■ SUPPLIED DATA:
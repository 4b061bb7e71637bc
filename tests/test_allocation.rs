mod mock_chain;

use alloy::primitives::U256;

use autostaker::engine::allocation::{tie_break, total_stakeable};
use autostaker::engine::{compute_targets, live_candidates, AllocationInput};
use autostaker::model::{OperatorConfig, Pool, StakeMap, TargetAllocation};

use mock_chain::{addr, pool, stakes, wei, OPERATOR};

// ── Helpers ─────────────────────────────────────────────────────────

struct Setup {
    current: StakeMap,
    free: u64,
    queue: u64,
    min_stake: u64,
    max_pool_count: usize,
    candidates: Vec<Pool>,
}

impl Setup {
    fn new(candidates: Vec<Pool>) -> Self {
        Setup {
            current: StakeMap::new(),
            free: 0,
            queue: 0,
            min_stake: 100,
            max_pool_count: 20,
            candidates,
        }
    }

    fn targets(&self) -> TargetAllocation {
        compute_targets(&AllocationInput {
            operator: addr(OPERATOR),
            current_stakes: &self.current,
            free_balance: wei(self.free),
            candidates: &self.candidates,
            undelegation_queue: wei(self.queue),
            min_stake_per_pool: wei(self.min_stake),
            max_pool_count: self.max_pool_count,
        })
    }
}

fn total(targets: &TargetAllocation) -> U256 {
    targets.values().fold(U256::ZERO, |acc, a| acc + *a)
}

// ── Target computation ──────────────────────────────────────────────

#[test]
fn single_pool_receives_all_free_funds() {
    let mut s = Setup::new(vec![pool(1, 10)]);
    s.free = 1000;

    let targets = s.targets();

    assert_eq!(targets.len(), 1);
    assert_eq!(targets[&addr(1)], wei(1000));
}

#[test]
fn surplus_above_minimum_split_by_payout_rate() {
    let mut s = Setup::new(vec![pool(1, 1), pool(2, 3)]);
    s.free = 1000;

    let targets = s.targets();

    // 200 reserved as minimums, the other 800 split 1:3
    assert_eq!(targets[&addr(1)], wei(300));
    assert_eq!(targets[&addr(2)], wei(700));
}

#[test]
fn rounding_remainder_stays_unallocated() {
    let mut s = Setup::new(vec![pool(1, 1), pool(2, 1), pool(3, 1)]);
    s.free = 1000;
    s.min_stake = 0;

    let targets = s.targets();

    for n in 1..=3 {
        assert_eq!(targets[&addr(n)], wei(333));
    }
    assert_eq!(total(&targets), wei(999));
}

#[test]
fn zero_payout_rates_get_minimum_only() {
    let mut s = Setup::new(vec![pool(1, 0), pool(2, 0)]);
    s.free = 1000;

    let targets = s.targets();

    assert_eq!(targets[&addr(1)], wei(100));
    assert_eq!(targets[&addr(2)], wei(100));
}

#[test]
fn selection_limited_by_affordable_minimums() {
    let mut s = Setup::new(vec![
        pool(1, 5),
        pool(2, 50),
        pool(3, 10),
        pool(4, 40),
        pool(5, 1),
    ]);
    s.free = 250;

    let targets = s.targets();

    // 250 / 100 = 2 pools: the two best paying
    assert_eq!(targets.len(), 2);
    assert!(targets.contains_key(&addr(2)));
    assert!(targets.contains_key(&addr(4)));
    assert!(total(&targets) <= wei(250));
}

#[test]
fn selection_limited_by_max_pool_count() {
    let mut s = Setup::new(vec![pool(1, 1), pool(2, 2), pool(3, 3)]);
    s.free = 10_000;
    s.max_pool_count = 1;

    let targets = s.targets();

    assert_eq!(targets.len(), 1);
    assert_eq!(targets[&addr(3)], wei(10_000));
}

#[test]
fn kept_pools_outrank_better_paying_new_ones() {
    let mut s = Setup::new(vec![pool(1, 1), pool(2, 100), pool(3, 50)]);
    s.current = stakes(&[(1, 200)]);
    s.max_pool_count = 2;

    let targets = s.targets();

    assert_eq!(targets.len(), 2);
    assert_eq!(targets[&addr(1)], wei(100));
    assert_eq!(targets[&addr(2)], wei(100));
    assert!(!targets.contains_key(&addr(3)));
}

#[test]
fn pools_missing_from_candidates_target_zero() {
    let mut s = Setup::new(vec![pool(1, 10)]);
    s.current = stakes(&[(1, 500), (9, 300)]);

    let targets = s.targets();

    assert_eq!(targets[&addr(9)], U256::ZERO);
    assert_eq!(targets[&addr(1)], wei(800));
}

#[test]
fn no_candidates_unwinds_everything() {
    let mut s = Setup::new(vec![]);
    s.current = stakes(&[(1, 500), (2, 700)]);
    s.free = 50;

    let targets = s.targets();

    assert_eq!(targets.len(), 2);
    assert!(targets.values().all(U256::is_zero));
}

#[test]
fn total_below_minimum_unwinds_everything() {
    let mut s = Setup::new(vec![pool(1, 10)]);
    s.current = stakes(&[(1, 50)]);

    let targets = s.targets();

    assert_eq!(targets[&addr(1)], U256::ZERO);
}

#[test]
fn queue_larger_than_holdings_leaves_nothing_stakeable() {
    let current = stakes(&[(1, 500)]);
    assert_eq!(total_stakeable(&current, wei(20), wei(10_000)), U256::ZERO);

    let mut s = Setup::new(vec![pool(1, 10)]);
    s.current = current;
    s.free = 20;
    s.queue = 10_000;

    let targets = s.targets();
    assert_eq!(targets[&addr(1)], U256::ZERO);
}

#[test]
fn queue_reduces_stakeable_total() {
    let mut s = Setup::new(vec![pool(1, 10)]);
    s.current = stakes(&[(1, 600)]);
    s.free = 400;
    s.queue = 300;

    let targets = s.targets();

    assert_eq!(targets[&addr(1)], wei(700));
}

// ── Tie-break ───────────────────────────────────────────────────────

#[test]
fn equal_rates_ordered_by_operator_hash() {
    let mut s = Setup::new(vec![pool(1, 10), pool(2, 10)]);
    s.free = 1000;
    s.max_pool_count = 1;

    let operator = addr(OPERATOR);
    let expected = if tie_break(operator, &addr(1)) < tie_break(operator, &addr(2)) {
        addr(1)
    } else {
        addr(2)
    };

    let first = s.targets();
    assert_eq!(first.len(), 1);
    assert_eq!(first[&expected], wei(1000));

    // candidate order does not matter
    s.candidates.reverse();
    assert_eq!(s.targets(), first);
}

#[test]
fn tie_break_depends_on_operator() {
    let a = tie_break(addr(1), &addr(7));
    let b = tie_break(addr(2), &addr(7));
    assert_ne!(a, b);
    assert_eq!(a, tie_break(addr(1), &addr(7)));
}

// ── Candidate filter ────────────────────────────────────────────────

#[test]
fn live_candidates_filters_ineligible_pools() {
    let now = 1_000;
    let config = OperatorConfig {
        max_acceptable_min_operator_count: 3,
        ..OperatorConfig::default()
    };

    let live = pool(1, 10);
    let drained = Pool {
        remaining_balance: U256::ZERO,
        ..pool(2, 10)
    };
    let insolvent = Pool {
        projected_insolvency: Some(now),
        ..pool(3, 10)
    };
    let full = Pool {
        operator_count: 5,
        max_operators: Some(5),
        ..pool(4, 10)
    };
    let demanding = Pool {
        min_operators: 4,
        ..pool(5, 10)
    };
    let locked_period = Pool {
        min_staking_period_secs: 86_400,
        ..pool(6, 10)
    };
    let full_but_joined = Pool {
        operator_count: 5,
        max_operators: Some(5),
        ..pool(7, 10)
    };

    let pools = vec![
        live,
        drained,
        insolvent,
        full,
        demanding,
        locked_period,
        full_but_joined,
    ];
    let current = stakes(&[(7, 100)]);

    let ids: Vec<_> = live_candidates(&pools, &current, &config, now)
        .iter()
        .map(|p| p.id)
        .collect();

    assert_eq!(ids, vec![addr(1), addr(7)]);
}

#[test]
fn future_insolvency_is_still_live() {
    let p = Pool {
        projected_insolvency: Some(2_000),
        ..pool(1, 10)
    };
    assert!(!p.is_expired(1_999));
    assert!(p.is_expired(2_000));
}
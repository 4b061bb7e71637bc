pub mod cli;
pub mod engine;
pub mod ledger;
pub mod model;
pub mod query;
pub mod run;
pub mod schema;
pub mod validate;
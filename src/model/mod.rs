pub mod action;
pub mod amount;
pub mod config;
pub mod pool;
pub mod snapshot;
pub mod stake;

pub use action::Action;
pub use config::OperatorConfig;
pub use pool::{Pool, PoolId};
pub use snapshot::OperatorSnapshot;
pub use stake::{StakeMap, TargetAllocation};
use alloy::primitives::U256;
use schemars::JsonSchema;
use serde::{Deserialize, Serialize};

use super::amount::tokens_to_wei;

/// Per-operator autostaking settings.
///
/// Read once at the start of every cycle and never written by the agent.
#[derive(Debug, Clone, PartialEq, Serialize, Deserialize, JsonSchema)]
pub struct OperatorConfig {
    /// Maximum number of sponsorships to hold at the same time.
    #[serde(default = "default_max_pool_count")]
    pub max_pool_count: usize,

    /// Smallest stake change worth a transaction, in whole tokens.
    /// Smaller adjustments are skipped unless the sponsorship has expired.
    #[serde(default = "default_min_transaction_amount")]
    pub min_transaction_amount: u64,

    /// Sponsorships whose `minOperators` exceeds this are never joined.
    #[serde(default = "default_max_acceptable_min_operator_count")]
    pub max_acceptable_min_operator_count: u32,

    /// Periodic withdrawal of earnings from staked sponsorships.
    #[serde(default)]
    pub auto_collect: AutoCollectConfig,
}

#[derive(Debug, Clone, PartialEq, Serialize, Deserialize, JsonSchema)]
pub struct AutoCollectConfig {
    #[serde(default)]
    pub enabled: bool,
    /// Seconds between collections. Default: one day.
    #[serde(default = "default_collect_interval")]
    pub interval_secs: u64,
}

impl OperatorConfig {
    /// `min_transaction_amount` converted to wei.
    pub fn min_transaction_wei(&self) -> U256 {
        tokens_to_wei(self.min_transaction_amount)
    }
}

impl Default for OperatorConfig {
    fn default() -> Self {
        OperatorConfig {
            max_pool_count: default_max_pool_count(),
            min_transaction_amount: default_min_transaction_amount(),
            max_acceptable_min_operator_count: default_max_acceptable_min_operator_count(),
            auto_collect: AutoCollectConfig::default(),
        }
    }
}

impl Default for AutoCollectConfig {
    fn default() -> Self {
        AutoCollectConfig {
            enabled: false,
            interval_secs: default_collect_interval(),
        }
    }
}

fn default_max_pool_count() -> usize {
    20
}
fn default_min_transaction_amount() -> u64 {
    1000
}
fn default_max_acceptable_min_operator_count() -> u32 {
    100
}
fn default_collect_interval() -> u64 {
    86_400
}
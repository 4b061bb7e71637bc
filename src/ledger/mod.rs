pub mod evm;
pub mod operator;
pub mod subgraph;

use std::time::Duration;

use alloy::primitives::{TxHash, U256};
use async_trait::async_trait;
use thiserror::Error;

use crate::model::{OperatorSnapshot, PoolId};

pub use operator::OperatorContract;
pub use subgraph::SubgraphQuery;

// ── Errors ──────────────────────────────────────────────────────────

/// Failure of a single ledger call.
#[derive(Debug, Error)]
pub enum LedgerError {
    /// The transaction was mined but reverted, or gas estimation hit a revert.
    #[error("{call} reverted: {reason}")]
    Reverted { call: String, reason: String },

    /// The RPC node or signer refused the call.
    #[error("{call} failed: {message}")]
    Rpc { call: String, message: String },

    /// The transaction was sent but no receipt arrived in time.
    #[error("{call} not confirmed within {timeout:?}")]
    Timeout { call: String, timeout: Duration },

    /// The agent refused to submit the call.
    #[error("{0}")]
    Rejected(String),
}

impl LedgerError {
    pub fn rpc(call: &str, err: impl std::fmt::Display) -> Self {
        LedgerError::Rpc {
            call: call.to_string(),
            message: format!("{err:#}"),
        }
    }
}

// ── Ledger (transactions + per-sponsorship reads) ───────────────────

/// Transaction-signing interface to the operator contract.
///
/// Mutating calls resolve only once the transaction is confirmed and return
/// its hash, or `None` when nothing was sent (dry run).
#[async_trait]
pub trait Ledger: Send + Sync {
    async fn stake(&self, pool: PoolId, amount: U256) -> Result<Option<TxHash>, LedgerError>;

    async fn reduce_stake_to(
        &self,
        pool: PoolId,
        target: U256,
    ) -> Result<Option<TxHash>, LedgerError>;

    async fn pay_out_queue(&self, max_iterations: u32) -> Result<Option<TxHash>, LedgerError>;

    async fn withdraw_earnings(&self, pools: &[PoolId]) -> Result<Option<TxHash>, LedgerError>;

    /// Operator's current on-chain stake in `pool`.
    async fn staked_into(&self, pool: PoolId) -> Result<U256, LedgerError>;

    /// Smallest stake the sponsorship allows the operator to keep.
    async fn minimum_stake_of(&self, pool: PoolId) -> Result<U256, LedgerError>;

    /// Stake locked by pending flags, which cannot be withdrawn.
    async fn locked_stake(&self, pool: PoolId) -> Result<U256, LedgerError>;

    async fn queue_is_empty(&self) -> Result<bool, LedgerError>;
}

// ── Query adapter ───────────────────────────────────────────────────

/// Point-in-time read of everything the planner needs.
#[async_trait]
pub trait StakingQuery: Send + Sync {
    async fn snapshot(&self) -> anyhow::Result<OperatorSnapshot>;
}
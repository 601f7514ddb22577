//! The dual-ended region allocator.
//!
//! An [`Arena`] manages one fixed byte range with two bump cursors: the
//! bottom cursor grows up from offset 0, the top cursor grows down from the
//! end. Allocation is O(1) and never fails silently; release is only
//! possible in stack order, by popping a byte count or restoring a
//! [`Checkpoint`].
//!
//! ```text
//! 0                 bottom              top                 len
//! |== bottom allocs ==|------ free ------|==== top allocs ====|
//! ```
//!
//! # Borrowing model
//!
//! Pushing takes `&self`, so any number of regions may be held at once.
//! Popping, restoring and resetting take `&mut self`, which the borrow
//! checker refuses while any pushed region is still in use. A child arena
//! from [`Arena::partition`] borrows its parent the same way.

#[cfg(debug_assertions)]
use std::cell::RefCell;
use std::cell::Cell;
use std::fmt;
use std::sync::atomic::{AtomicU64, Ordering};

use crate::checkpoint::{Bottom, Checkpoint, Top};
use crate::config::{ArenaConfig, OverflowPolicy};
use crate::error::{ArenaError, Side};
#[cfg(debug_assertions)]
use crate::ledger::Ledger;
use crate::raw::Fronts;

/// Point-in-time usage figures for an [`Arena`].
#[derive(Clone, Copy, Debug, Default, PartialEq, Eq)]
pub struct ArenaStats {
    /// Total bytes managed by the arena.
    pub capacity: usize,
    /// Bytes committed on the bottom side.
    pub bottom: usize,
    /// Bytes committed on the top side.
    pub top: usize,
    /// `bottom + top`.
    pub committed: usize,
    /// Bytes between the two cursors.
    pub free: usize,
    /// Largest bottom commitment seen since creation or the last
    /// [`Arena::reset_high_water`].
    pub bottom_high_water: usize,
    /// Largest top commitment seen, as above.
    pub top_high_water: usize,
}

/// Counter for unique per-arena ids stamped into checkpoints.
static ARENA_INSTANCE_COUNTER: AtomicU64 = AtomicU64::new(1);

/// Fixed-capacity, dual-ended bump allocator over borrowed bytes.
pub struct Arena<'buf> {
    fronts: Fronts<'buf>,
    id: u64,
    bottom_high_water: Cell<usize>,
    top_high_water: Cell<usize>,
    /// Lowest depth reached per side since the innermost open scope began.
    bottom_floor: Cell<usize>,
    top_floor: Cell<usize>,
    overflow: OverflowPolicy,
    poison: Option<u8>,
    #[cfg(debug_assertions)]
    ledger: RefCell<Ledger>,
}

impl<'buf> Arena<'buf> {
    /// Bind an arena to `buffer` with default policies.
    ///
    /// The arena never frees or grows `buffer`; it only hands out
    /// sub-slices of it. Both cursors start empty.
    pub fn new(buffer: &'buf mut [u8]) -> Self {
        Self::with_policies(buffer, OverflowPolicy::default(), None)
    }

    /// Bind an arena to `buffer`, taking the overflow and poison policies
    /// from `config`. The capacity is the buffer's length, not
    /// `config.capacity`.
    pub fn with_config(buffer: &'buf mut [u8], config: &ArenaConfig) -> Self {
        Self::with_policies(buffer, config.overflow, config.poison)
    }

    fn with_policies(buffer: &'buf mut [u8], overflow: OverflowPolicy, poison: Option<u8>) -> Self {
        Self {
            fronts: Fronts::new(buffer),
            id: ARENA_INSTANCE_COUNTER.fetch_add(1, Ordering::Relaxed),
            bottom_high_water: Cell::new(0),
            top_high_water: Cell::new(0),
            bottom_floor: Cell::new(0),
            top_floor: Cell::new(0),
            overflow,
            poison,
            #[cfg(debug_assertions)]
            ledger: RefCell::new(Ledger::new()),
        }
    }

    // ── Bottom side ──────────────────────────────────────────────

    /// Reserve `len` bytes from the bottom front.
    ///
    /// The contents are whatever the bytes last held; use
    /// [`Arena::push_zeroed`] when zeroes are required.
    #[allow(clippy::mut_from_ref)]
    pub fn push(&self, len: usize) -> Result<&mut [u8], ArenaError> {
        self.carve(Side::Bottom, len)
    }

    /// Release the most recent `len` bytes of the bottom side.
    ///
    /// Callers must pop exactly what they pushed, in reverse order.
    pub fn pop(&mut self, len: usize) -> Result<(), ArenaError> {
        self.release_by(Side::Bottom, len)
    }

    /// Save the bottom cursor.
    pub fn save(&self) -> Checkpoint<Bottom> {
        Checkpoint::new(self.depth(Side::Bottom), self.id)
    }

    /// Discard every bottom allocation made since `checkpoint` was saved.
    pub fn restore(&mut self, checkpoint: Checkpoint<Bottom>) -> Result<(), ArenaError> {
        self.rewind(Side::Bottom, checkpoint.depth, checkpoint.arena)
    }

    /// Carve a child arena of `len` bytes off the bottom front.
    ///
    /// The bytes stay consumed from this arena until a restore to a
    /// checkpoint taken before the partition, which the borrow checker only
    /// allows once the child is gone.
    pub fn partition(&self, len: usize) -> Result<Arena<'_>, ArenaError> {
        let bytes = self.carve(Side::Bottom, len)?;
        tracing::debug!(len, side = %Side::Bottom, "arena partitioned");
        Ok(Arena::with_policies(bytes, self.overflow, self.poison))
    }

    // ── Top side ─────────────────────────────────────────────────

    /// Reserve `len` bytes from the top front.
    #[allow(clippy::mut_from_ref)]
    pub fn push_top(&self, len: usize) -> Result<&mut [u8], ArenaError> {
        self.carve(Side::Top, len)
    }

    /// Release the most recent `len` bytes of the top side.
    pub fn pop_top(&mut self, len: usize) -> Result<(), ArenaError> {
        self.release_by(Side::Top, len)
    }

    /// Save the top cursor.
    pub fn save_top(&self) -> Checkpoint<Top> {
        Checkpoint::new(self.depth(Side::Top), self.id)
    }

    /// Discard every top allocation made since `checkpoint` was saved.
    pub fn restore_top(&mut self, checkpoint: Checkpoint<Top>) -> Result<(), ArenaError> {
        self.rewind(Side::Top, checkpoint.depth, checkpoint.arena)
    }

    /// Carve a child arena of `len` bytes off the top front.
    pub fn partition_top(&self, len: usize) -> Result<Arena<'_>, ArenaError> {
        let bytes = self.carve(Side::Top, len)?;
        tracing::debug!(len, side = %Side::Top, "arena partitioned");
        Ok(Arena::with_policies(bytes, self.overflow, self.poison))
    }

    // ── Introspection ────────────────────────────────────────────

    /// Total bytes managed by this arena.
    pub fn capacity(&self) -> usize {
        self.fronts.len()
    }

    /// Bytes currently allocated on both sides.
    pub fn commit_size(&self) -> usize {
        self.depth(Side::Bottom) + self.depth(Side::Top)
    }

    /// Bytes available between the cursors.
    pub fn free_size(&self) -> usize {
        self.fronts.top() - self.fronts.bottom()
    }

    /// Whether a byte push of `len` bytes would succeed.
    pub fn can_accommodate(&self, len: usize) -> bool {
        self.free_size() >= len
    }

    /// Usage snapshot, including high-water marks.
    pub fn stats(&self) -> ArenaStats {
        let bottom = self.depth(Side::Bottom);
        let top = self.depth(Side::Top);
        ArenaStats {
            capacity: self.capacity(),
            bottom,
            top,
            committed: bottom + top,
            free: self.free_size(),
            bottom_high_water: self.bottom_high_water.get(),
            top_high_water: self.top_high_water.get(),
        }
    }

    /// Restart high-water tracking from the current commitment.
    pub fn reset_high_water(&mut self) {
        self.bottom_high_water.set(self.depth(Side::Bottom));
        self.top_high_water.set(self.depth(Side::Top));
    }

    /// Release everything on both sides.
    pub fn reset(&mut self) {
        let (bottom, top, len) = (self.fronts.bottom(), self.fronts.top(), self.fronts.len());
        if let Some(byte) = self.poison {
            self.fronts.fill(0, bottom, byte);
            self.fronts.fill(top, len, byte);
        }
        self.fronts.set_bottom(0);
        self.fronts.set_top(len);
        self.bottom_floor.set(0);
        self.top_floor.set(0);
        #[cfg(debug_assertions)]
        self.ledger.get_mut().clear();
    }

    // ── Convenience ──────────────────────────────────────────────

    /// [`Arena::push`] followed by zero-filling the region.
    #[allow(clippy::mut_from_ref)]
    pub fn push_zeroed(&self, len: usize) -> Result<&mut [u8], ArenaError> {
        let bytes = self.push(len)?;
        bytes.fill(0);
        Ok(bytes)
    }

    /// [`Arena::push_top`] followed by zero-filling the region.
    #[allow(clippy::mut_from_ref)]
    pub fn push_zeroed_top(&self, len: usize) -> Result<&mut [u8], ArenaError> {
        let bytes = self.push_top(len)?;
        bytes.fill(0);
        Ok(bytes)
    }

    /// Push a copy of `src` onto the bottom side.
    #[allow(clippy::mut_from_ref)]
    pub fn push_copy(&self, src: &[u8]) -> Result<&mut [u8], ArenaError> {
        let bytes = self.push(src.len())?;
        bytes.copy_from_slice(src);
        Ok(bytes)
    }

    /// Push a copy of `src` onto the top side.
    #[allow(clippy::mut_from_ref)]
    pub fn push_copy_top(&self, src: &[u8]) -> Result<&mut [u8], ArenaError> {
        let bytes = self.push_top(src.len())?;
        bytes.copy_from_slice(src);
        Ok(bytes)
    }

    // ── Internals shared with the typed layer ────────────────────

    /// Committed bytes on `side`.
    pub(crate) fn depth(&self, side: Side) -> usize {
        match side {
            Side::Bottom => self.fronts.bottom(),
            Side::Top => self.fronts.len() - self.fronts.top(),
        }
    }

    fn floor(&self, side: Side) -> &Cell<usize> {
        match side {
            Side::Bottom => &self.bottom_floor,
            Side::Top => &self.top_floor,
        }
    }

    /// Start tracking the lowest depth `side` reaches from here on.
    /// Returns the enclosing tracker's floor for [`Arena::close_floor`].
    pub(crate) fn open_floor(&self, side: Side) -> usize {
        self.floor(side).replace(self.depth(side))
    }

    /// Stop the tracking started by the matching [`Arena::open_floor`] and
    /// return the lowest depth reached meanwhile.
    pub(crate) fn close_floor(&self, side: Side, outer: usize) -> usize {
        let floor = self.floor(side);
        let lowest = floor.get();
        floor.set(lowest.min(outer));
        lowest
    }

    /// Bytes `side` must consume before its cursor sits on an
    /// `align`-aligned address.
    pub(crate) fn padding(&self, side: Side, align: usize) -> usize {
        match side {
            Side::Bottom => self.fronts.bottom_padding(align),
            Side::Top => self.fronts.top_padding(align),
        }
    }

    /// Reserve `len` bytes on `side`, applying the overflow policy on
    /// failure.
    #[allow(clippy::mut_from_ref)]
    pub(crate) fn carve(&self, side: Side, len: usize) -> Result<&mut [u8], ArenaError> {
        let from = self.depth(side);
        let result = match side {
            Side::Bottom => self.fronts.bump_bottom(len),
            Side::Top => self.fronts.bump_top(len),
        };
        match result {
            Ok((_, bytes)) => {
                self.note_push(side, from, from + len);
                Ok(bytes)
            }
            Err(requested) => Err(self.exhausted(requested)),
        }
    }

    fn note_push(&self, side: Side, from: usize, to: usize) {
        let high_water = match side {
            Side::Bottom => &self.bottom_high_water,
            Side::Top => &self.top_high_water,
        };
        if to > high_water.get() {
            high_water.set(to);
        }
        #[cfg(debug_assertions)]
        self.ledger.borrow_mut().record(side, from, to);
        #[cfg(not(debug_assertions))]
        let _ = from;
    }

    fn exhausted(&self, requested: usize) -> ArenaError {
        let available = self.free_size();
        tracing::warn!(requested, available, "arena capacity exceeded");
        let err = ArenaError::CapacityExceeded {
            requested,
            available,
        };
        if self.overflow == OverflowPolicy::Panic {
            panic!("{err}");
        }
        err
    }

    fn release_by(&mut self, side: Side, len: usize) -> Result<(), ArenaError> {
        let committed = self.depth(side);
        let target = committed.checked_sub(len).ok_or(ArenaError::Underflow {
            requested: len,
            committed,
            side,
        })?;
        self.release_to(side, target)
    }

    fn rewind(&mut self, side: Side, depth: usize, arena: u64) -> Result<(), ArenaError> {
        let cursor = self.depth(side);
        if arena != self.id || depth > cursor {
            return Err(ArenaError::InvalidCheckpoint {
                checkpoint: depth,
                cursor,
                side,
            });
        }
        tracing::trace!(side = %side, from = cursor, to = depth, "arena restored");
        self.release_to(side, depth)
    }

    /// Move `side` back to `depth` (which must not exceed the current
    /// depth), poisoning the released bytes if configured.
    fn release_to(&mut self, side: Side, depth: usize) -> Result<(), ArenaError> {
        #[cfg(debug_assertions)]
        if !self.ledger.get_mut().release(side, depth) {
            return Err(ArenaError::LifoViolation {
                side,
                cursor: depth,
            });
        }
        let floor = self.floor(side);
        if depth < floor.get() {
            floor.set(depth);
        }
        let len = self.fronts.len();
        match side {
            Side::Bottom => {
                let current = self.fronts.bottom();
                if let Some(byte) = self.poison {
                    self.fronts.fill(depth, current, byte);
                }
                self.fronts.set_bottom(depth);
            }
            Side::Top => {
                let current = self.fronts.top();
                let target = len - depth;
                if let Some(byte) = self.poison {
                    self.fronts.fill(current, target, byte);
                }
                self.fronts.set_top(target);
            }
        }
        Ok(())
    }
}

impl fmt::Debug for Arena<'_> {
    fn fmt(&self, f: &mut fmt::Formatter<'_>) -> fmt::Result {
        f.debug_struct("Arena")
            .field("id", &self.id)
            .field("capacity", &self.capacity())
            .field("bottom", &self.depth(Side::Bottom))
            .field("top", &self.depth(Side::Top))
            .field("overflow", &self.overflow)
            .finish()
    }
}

■ HOW TO COMPLETE THIS TASK: Copy out all lines of the listing above that include "allocator".

■ ANSWER FOR THIS EXERCISE:
//! The dual-ended region allocator.
/// Fixed-capacity, dual-ended bump allocator over borrowed bytes.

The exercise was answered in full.